Stored data entries:
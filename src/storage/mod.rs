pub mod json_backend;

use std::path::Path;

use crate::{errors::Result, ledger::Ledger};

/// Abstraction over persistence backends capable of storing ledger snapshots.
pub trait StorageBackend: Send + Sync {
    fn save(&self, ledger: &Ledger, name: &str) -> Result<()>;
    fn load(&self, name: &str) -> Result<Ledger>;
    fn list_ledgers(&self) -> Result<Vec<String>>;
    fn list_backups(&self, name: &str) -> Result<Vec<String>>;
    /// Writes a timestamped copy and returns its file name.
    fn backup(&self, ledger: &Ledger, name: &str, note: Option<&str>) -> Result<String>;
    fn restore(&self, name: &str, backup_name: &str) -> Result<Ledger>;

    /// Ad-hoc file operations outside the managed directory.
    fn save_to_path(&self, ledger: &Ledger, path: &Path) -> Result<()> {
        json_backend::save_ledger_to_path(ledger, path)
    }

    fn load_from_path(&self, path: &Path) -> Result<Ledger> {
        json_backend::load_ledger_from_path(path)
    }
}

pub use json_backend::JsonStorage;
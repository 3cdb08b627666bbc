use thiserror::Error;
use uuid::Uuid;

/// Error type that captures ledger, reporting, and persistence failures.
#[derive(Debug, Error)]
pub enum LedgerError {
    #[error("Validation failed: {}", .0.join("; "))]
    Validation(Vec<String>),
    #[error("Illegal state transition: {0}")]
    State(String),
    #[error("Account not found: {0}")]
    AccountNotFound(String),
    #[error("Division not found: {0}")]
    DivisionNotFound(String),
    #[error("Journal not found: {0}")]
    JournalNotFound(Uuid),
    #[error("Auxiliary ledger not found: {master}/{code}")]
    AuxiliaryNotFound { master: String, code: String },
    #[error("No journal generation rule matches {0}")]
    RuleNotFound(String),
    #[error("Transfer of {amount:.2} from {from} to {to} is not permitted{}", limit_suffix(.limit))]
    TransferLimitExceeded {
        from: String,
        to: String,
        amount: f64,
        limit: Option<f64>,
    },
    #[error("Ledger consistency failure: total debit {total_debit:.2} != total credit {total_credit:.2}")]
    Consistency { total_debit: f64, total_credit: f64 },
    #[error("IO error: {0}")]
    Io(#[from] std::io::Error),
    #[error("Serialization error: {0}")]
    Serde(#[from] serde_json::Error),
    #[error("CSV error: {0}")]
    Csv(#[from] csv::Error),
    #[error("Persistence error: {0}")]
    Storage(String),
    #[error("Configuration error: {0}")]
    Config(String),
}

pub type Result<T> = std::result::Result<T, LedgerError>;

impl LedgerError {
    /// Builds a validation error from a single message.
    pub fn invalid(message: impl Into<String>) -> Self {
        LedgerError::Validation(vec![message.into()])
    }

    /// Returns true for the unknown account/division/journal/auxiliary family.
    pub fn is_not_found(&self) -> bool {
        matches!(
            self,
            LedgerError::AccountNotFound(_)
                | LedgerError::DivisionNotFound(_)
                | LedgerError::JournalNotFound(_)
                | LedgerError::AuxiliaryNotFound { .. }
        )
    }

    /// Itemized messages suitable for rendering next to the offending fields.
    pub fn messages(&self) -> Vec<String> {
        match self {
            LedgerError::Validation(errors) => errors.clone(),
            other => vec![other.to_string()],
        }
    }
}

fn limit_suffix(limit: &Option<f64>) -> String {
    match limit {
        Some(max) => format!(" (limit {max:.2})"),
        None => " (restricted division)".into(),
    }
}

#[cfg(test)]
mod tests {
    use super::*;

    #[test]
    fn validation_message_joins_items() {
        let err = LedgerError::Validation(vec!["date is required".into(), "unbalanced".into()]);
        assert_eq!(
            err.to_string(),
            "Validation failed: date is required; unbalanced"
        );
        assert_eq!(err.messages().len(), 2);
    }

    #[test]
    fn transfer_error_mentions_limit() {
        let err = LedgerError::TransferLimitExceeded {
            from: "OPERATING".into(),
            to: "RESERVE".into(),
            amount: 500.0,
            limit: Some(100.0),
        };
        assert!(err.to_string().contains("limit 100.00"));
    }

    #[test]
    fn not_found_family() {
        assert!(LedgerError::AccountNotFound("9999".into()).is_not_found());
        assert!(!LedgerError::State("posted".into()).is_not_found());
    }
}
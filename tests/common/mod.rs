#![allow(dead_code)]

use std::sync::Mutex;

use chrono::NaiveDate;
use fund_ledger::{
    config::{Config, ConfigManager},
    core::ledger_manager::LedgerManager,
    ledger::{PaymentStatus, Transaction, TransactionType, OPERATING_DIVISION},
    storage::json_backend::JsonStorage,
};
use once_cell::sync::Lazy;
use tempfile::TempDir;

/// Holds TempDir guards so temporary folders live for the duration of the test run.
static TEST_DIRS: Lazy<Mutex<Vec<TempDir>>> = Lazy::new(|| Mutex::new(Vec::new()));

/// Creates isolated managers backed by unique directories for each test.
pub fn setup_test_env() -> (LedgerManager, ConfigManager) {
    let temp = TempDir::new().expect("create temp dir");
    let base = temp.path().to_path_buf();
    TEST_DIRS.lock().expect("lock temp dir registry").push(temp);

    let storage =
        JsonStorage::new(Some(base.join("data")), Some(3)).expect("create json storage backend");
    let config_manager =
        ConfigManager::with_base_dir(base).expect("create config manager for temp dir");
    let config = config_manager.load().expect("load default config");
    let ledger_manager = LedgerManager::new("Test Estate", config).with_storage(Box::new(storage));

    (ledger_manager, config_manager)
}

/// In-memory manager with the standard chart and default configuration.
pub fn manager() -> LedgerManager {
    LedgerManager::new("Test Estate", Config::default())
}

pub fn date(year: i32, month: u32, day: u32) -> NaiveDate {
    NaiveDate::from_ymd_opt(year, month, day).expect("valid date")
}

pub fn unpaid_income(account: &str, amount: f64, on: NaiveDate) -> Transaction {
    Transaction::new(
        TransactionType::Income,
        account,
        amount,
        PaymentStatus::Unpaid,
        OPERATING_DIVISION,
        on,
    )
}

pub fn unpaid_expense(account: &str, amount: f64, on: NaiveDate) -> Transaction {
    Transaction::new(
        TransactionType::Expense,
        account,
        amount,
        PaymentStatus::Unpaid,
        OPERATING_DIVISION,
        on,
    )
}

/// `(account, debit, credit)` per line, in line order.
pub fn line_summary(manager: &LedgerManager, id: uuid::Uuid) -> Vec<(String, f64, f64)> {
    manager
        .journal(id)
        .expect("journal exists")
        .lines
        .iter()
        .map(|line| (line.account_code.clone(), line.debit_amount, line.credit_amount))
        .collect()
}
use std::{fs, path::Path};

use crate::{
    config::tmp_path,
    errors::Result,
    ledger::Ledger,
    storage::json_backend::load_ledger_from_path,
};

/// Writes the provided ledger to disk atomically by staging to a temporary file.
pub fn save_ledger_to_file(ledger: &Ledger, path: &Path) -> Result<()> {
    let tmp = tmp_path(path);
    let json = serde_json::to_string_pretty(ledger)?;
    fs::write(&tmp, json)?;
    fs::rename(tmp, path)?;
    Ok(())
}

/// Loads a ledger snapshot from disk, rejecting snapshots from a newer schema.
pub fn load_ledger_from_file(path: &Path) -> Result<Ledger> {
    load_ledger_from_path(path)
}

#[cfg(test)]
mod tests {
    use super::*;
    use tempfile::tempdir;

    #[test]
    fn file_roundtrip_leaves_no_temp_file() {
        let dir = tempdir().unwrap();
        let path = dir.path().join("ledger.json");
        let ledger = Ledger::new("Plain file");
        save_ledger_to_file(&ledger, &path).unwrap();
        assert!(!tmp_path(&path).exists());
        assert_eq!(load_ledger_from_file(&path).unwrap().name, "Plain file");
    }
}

* * *

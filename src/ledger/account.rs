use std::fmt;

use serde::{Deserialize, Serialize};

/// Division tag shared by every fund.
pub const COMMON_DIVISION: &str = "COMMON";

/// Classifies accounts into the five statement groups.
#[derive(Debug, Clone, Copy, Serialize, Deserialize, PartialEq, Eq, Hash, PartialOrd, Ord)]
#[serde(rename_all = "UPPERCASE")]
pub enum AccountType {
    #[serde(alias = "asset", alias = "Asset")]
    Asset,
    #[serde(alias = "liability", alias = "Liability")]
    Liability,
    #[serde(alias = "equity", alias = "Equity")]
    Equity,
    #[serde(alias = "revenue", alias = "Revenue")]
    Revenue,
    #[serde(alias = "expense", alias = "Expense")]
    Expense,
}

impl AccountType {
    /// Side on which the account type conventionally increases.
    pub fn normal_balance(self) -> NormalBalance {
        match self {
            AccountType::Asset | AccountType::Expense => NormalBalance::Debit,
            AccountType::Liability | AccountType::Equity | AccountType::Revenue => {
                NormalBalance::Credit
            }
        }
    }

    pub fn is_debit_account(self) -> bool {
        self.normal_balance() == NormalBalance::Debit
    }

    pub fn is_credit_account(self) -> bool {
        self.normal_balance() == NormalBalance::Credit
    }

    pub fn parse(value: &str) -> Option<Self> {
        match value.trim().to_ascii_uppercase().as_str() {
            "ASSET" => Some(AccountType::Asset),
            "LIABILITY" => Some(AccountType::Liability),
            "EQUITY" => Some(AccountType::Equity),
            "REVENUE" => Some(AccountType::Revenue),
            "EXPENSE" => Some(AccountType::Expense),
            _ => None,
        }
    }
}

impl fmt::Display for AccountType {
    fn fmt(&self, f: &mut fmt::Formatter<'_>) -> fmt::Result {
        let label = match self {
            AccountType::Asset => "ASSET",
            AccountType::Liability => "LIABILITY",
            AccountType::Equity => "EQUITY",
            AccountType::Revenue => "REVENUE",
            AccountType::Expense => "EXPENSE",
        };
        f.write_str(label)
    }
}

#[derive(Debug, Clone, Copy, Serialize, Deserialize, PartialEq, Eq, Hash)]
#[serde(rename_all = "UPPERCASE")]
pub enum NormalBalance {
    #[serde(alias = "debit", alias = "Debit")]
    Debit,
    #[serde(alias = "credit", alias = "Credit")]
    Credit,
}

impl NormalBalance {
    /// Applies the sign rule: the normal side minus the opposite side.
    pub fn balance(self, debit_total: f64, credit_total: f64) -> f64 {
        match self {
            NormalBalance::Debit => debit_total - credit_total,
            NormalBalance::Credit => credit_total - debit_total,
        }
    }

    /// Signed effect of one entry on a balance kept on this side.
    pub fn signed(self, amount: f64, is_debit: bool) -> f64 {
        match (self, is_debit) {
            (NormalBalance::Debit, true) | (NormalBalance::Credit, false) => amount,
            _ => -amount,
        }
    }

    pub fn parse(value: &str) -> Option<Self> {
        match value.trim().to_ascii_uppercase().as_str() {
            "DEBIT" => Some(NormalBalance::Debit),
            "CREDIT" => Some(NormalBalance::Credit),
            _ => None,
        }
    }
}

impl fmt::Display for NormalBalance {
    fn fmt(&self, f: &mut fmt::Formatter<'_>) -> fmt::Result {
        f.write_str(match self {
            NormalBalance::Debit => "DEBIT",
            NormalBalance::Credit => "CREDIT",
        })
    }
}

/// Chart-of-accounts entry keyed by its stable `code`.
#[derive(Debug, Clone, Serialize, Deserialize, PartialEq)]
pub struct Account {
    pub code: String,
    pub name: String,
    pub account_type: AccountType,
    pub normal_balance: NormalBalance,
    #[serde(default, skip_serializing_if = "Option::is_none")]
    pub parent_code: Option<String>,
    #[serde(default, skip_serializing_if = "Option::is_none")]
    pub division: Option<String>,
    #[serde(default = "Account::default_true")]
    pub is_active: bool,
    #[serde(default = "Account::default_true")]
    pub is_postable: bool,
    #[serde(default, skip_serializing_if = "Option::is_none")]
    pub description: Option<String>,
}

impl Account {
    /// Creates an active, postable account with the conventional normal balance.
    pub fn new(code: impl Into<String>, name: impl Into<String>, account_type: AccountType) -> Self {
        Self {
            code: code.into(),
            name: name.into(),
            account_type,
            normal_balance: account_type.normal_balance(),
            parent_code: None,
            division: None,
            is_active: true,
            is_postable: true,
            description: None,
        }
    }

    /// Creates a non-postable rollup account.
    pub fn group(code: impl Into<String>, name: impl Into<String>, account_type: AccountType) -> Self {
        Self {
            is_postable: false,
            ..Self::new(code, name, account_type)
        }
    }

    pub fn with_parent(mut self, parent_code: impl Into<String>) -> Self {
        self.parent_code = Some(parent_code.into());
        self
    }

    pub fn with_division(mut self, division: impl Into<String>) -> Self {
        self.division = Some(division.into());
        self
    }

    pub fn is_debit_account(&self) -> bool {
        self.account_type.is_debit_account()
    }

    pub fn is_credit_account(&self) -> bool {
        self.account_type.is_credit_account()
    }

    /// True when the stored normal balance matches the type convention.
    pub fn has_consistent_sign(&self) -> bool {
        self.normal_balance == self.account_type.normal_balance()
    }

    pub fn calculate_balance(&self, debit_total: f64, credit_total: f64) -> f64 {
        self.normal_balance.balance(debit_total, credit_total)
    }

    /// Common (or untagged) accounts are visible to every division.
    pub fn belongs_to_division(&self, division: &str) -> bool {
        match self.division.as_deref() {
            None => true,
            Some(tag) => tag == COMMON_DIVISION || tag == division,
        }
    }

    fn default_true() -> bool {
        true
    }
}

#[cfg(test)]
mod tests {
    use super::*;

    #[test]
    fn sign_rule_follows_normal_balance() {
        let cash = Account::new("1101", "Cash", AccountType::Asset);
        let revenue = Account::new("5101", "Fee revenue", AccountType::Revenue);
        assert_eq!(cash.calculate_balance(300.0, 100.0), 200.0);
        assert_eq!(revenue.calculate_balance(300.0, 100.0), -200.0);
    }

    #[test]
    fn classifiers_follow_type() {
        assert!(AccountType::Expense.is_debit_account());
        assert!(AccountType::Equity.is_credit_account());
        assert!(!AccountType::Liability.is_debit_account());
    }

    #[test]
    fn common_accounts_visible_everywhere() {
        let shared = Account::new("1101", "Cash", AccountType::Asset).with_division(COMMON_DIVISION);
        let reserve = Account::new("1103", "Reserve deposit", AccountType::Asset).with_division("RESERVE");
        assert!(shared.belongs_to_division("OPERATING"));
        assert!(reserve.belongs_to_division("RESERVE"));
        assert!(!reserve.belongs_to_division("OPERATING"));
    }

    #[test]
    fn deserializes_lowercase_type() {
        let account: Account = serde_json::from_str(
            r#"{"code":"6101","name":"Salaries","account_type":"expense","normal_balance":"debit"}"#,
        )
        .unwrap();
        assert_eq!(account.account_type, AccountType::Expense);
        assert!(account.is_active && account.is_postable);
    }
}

--

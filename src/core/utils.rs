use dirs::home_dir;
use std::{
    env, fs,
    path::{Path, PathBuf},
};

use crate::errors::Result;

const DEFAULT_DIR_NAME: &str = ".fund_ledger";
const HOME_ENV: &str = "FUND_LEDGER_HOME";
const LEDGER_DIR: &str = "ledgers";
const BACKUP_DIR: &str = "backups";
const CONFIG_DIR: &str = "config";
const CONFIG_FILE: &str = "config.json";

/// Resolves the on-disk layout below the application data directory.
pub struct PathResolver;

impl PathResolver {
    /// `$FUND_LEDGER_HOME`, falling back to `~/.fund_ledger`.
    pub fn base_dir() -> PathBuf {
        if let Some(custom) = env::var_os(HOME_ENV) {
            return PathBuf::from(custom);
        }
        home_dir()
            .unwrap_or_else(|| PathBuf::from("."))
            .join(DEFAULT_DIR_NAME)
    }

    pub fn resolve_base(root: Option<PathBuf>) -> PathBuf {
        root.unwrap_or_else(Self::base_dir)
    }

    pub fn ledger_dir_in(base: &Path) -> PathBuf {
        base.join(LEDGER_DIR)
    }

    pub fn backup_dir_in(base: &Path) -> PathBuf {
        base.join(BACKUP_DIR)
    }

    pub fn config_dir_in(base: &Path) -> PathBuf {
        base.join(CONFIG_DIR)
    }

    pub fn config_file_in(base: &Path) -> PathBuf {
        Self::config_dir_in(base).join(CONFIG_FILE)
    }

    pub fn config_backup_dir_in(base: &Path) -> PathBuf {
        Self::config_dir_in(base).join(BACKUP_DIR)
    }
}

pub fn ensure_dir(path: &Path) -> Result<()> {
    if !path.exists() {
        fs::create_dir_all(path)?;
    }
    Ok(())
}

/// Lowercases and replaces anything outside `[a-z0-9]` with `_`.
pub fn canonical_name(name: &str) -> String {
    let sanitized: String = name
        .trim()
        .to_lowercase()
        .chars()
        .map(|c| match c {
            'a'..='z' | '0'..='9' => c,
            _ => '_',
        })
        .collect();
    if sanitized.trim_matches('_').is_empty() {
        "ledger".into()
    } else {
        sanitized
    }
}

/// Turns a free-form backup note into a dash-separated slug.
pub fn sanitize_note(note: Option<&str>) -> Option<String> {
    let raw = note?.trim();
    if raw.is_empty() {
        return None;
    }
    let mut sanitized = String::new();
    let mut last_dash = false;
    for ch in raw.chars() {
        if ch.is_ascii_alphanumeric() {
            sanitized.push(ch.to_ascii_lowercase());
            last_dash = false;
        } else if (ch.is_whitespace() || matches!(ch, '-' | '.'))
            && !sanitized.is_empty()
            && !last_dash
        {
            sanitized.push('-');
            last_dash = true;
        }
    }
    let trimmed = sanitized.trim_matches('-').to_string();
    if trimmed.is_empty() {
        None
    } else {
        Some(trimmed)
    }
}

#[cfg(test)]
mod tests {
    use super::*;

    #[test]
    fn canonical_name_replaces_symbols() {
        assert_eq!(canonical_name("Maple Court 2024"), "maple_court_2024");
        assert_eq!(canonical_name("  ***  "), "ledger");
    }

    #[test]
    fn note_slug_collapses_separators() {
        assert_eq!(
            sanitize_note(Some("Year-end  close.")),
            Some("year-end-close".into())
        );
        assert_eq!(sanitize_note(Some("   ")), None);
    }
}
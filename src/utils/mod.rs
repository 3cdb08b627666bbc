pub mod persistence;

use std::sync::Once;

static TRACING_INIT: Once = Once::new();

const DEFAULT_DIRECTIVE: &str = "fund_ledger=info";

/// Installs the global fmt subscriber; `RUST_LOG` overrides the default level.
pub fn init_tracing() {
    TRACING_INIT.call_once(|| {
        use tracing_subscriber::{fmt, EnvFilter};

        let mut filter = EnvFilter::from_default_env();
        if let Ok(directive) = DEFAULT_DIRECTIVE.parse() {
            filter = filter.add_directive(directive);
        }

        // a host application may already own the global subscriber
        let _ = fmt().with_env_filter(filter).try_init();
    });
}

** Task details **
The answer is to be one number: the count of lines in the entries containing the string "Estate".

** Answer space **
2